*Task description*: Using the listing below, report each line holding the string "Debug".

[Provided entries Boundary: Start]

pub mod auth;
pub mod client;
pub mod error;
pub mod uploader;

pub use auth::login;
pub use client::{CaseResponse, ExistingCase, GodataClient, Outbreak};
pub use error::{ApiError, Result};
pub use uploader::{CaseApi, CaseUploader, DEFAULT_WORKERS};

[Provided entries Boundary: End]
[Provided entries Boundary: Start]

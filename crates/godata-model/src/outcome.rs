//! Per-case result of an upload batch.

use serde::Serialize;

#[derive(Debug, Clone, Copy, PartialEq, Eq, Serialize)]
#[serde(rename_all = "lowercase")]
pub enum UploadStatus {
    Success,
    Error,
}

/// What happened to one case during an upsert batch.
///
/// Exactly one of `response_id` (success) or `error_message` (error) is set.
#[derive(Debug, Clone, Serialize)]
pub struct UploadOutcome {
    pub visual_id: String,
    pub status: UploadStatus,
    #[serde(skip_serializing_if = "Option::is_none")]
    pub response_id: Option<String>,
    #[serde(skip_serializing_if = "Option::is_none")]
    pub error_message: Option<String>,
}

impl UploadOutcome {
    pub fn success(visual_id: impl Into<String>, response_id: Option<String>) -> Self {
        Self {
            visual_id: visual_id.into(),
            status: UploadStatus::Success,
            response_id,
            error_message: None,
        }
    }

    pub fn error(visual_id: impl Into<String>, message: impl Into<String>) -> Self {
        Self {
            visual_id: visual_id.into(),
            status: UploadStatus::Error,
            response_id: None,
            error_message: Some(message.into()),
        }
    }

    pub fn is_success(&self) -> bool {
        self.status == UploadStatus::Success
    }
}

[Provided entries Boundary: End]
[Provided entries Boundary: Start]

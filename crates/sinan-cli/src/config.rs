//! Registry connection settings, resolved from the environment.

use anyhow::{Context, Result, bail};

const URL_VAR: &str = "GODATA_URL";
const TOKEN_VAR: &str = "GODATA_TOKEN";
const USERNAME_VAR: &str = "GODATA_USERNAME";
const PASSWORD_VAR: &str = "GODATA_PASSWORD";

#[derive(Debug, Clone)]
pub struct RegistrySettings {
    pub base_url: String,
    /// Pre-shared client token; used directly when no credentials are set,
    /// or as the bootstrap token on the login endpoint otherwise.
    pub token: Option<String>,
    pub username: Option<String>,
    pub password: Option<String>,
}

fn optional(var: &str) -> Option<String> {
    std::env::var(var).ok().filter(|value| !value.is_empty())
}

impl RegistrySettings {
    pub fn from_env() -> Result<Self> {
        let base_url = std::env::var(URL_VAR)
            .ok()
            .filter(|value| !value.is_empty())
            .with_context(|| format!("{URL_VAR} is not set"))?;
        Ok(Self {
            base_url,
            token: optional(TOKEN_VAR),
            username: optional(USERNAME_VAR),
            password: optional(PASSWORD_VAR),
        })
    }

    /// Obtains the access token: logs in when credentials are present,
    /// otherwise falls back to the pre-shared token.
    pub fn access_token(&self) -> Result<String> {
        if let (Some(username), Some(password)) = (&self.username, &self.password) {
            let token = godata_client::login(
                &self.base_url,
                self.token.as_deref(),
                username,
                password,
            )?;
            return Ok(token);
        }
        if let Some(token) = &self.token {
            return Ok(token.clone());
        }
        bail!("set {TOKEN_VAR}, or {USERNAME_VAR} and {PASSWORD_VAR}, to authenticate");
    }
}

[Provided entries Boundary: End]

*Response below*:
#[derive(Debug, Clone, Copy, PartialEq, Eq, Serialize)]
#[derive(Debug, Clone, Serialize)]
#[derive(Debug, Clone)]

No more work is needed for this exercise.